- Genre: Comedy drama
- Created by: Espen PA Lervaag; Håkon Bast Mossige; Ingeborg Raustøl;
- Directed by: Kjetil Indregard
- Starring: Espen PA Lervaag; Håkon Bast Mossige; Ingeborg Raustøl;
- Country of origin: Norway
- Original language: Norwegian
- No. of seasons: 1
- No. of episodes: 10

Production
- Executive producers: Anne Kolbjørnsen; Pal Kruke Kristiansen;
- Producers: Terje Strømstad; Ole Marius Araldsen;
- Cinematography: Matthew Weston
- Editor: Christopher Gibb
- Running time: 23 minutes
- Production company: Rubicon TV

Original release
- Release: December 1, 2015

Related
- Maniac (miniseries)

= Maniac (Norwegian TV series) =

2015 comedy-drama series

Maniac is a Norwegian comedy-drama series that was released by TV 2 in 2015. It stars Espen PA Lervaag. Håkon Bast Mossige and Ingeborg Raustøl have supporting roles. Kjetil Indregard directs.
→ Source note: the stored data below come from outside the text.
fn query_trips(conn: &Connection, sql: &str, args: &[&dyn ToSql]) -> Result<Vec<Trip>> {
    let mut stmt = conn.prepare(sql)?;
    let mut rows = stmt.query(args)?;
    let mut trips = Vec::new();
    while let Some(row) = rows.next()? {
        trips.push(row_to_trip(row)?);
    }
    for trip in &mut trips {
        trip.segments = load_segments(conn, &trip.id)?;
    }
    Ok(trips)
}

fn query_one_trip(conn: &Connection, sql: &str, args: &[&dyn ToSql]) -> Result<Option<Trip>> {
    Ok(query_trips(conn, sql, args)?.into_iter().next())
}

fn limit_param(limit: usize) -> i64 {
    i64::try_from(limit).unwrap_or(i64::MAX)
}

#[async_trait]
impl TripRepository for Database {
    async fn get_active_trip(&self) -> Result<Option<Trip>> {
        self.execute(|conn| {
            query_one_trip(
                conn,
                &format!(
                    "SELECT {TRIP_COLUMNS} FROM trips
                     WHERE state IN ('ACTIVE', 'PENDING_END')
                     ORDER BY start_time DESC
                     LIMIT 1"
                ),
                &[],
            )
        })
        .await
    }

    async fn insert(&self, trip: &Trip) -> Result<String> {
        let record = trip.clone();
        let id = self
            .execute(move |conn| {
                let tx = conn.transaction()?;
                insert_trip_row(&tx, &record)?;
                write_segments(&tx, &record)?;
                tx.commit().context("failed to commit trip insert")?;
                Ok(record.id)
            })
            .await?;
        self.notify_trips_changed();
        Ok(id)
    }

    async fn update(&self, trip: &Trip) -> Result<()> {
        let record = trip.clone();
        self.execute(move |conn| {
            let tx = conn.transaction()?;
            if update_trip_row(&tx, &record)? == 0 {
                bail!("trip {} does not exist", record.id);
            }
            write_segments(&tx, &record)?;
            tx.commit().context("failed to commit trip update")?;
            Ok(())
        })
        .await?;
        self.notify_trips_changed();
        Ok(())
    }

    async fn get_trip_by_id(&self, id: &str) -> Result<Option<Trip>> {
        let id = id.to_string();
        self.execute(move |conn| {
            query_one_trip(
                conn,
                &format!("SELECT {TRIP_COLUMNS} FROM trips WHERE id = ?1"),
                &[&id as &dyn ToSql],
            )
        })
        .await
    }

    async fn get_trips_between(&self, from: DateTime<Utc>, to: DateTime<Utc>) -> Result<Vec<Trip>> {
        let from = format_datetime(&from);
        let to = format_datetime(&to);
        self.execute(move |conn| {
            query_trips(
                conn,
                &format!(
                    "SELECT {TRIP_COLUMNS} FROM trips
                     WHERE start_time >= ?1 AND start_time <= ?2
                     ORDER BY start_time ASC"
                ),
                &[&from as &dyn ToSql, &to],
            )
        })
        .await
    }

    async fn get_recent_trips(&self, limit: usize) -> Result<Vec<Trip>> {
        let limit = limit_param(limit);
        self.execute(move |conn| {
            query_trips(
                conn,
                &format!(
                    "SELECT {TRIP_COLUMNS} FROM trips
                     ORDER BY start_time DESC
                     LIMIT ?1"
                ),
                &[&limit as &dyn ToSql],
            )
        })
        .await
    }

    async fn observe_recent_trips(&self, limit: usize) -> Result<watch::Receiver<Vec<Trip>>> {
        let mut changes = self.subscribe_trip_changes();
        let initial = self.get_recent_trips(limit).await?;
        let (tx, rx) = watch::channel(initial);
        let db = self.clone();

        tokio::spawn(async move {
            loop {
                tokio::select! {
                    changed = changes.changed() => {
                        if changed.is_err() {
                            break;
                        }
                        match db.get_recent_trips(limit).await {
                            Ok(trips) => {
                                if tx.send(trips).is_err() {
                                    break;
                                }
                            }
                            Err(err) => warn!("Failed to refresh recent trips: {err:#}"),
                        }
                    }
                    _ = tx.closed() => break,
                }
            }
        });

        Ok(rx)
    }

    async fn increment_location_count(
        &self,
        id: &str,
        distance_delta: f64,
        updated_at: DateTime<Utc>,
    ) -> Result<()> {
        let id = id.to_string();
        let delta = if distance_delta.is_finite() { distance_delta.max(0.0) } else { 0.0 };
        self.execute(move |conn| {
            let changed = conn.execute(
                "UPDATE trips
                 SET location_count = location_count + 1,
                     total_distance_meters = total_distance_meters + ?1,
                     updated_at = ?2
                 WHERE id = ?3 AND state IN ('ACTIVE', 'PENDING_END')",
                params![delta, format_datetime(&updated_at), id],
            )?;
            if changed == 0 {
                bail!("no open trip {id} to count location for");
            }
            Ok(())
        })
        .await?;
        self.notify_trips_changed();
        Ok(())
    }

    async fn get_last_completed_trip(&self) -> Result<Option<Trip>> {
        self.execute(|conn| {
            query_one_trip(
                conn,
                &format!(
                    "SELECT {TRIP_COLUMNS} FROM trips
                     WHERE state = 'COMPLETED'
                     ORDER BY end_time DESC
                     LIMIT 1"
                ),
                &[],
            )
        })
        .await
    }

    async fn merge_into(&self, merged: &Trip, absorbed_id: &str) -> Result<()> {
        let record = merged.clone();
        let absorbed_id = absorbed_id.to_string();
        self.execute(move |conn| {
            let tx = conn.transaction()?;
            // Re-point events first so the delete below does not null their link.
            tx.execute(
                "UPDATE movement_events SET trip_id = ?1 WHERE trip_id = ?2",
                params![record.id, absorbed_id],
            )?;
            tx.execute("DELETE FROM trips WHERE id = ?1", params![absorbed_id])?;
            if update_trip_row(&tx, &record)? == 0 {
                bail!("merge target trip {} does not exist", record.id);
            }
            write_segments(&tx, &record)?;
            tx.commit().context("failed to commit trip merge")?;
            Ok(())
        })
        .await?;
        self.notify_trips_changed();
        Ok(())
    }

    async fn get_unsynced_trips(&self, limit: usize) -> Result<Vec<Trip>> {
        let limit = limit_param(limit);
        self.execute(move |conn| {
            query_trips(
                conn,
                &format!(
                    "SELECT {TRIP_COLUMNS} FROM trips
                     WHERE state = 'COMPLETED' AND is_synced = 0
                     ORDER BY start_time ASC
                     LIMIT ?1"
                ),
                &[&limit as &dyn ToSql],
            )
        })
        .await
    }

    async fn mark_trip_synced(
        &self,
        id: &str,
        server_id: Option<String>,
        synced_at: DateTime<Utc>,
    ) -> Result<()> {
        let id = id.to_string();
        self.execute(move |conn| {
            let changed = conn.execute(
                "UPDATE trips
                 SET is_synced = 1,
                     synced_at = ?1,
                     server_id = COALESCE(?2, server_id)
                 WHERE id = ?3",
                params![format_datetime(&synced_at), server_id, id],
            )?;
            if changed == 0 {
                bail!("trip {id} does not exist");
            }
            Ok(())
        })
        .await?;
        self.notify_trips_changed();
        Ok(())
    }
}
The series is produced for Rubicon TV by producer Terje Strømstad, creative producer Ole Marius Araldsen and executive producers Anne Kolbjørnsen and Pal Kruke Kristiansen.

==Development==
Maniac was developed as an experiment by TV 2 Zebra in the spring of 2013, where viewers helped select the best concepts for new television series. The entire series was released on streaming service TV 2 Sumo on December 1, 2015. This was the first time TV 2 released its own production for streaming before it was broadcast. It was broadcast on TV 2 in 2016.

==Premise==
Espen is a man in his thirties who is beloved by all. He experiences each day as a party with limitless opportunities. All this, however, happens only in his imagination. In reality, Espen is a patient in a psychiatric hospital where he has not yet expressed a single word.

==US remake==
In 2018, Netflix released a miniseries of the same name starring Jonah Hill and Emma Stone that is loosely based on the Norwegian production.